Restate each of the lines given below, word for word.

Start of Raw data

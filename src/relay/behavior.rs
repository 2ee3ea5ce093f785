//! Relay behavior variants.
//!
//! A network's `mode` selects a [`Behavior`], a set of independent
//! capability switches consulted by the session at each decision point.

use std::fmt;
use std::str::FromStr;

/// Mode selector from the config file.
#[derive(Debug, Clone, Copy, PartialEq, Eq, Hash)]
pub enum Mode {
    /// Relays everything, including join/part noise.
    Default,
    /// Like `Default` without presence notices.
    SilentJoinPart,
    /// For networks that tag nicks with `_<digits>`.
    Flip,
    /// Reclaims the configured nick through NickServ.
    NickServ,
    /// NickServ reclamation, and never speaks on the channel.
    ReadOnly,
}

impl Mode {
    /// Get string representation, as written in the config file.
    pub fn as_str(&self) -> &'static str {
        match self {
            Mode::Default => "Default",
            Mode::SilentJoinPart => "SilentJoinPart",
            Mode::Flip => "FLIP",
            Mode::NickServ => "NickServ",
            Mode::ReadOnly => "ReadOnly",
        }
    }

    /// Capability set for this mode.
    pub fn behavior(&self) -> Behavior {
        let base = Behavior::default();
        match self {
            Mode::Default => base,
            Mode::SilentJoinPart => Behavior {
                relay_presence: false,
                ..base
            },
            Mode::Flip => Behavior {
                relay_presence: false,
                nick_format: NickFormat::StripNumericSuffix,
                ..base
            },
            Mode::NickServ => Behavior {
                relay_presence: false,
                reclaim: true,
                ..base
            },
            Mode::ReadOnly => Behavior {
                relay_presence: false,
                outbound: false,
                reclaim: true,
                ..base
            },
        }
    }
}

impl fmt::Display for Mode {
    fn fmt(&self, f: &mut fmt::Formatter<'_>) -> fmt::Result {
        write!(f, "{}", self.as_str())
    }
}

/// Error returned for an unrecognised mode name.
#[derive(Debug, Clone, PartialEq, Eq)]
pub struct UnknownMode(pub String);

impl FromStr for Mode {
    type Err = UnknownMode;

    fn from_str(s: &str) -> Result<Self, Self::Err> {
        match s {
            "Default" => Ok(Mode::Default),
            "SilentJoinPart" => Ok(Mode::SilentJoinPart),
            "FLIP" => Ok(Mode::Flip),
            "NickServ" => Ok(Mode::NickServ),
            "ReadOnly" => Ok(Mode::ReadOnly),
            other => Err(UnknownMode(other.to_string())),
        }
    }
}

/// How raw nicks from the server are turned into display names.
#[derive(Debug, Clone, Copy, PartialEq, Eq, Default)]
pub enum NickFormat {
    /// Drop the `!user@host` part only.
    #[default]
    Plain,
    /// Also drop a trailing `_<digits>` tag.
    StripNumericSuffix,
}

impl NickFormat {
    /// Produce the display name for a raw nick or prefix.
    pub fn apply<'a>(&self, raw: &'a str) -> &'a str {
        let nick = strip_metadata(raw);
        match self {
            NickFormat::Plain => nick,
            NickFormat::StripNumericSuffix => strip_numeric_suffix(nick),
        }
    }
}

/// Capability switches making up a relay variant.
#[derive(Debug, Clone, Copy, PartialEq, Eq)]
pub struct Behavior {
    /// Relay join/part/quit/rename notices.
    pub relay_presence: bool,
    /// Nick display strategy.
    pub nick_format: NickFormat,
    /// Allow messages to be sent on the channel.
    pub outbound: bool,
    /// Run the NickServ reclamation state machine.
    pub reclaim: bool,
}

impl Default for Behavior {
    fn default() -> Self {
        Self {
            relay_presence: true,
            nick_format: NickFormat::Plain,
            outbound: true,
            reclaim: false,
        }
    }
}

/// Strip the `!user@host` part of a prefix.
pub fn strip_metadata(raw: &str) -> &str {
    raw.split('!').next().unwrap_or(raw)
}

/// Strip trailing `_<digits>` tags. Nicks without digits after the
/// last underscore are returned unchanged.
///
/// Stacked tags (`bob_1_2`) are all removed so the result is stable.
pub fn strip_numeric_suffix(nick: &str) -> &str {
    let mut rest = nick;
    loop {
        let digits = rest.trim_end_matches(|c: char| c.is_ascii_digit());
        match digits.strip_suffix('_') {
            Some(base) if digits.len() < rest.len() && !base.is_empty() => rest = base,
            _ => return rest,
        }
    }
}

End of Raw data

> _Completed task_
filename src/relay/behavior.rs
repository 2ee3ea5ce093f785
//! Relay behavior variants.
//!
//! A network's `mode` selects a [`Behavior`], a set of independent
//! capability switches consulted by the session at each decision point.

use std::fmt;
use std::str::FromStr;

/// Mode selector from the config file.
#[derive(Debug, Clone, Copy, PartialEq, Eq, Hash)]
pub enum Mode {
    /// Relays everything, including join/part noise.
    Default,
    /// Like `Default` without presence notices.
    SilentJoinPart,
    /// For networks that tag nicks with `_<digits>`.
    Flip,
    /// Reclaims the configured nick through NickServ.
    NickServ,
    /// NickServ reclamation, and never speaks on the channel.
    ReadOnly,
}

impl Mode {
    /// Get string representation, as written in the config file.
    pub fn as_str(&self) -> &'static str {
        match self {
            Mode::Default => "Default",
            Mode::SilentJoinPart => "SilentJoinPart",
            Mode::Flip => "FLIP",
            Mode::NickServ => "NickServ",
            Mode::ReadOnly => "ReadOnly",
        }
    }

    /// Capability set for this mode.
    pub fn behavior(&self) -> Behavior {
        let base = Behavior::default();
        match self {
            Mode::Default => base,
            Mode::SilentJoinPart => Behavior {
                relay_presence: false,
                ..base
            },
            Mode::Flip => Behavior {
                relay_presence: false,
                nick_format: NickFormat::StripNumericSuffix,
                ..base
            },
            Mode::NickServ => Behavior {
                relay_presence: false,
                reclaim: true,
                ..base
            },
            Mode::ReadOnly => Behavior {
                relay_presence: false,
                outbound: false,
                reclaim: true,
                ..base
            },
        }
    }
}

impl fmt::Display for Mode {
    fn fmt(&self, f: &mut fmt::Formatter<'_>) -> fmt::Result {
        write!(f, "{}", self.as_str())
    }
}

/// Error returned for an unrecognised mode name.
#[derive(Debug, Clone, PartialEq, Eq)]
pub struct UnknownMode(pub String);

impl FromStr for Mode {
    type Err = UnknownMode;

    fn from_str(s: &str) -> Result<Self, Self::Err> {
        match s {
            "Default" => Ok(Mode::Default),
            "SilentJoinPart" => Ok(Mode::SilentJoinPart),
            "FLIP" => Ok(Mode::Flip),
            "NickServ" => Ok(Mode::NickServ),
            "ReadOnly" => Ok(Mode::ReadOnly),
            other => Err(UnknownMode(other.to_string())),
        }
    }
}

/// How raw nicks from the server are turned into display names.
#[derive(Debug, Clone, Copy, PartialEq, Eq, Default)]
pub enum NickFormat {
    /// Drop the `!user@host` part only.
    #[default]
    Plain,
    /// Also drop a trailing `_<digits>` tag.
    StripNumericSuffix,
}

impl NickFormat {
    /// Produce the display name for a raw nick or prefix.
    pub fn apply<'a>(&self, raw: &'a str) -> &'a str {
        let nick = strip_metadata(raw);
        match self {
            NickFormat::Plain => nick,
            NickFormat::StripNumericSuffix => strip_numeric_suffix(nick),
        }
    }
}

/// Capability switches making up a relay variant.
#[derive(Debug, Clone, Copy, PartialEq, Eq)]
pub struct Behavior {
    /// Relay join/part/quit/rename notices.
    pub relay_presence: bool,
    /// Nick display strategy.
    pub nick_format: NickFormat,
    /// Allow messages to be sent on the channel.
    pub outbound: bool,
    /// Run the NickServ reclamation state machine.
    pub reclaim: bool,
}

impl Default for Behavior {
    fn default() -> Self {
        Self {
            relay_presence: true,
            nick_format: NickFormat::Plain,
            outbound: true,
            reclaim: false,
        }
    }
}

/// Strip the `!user@host` part of a prefix.
pub fn strip_metadata(raw: &str) -> &str {
    raw.split('!').next().unwrap_or(raw)
}

/// Strip trailing `_<digits>` tags. Nicks without digits after the
/// last underscore are returned unchanged.
///
/// Stacked tags (`bob_1_2`) are all removed so the result is stable.
pub fn strip_numeric_suffix(nick: &str) -> &str {
    let mut rest = nick;
    loop {
        let digits = rest.trim_end_matches(|c: char| c.is_ascii_digit());
        match digits.strip_suffix('_') {
            Some(base) if digits.len() < rest.len() && !base.is_empty() => rest = base,
            _ => return rest,
        }
    }
}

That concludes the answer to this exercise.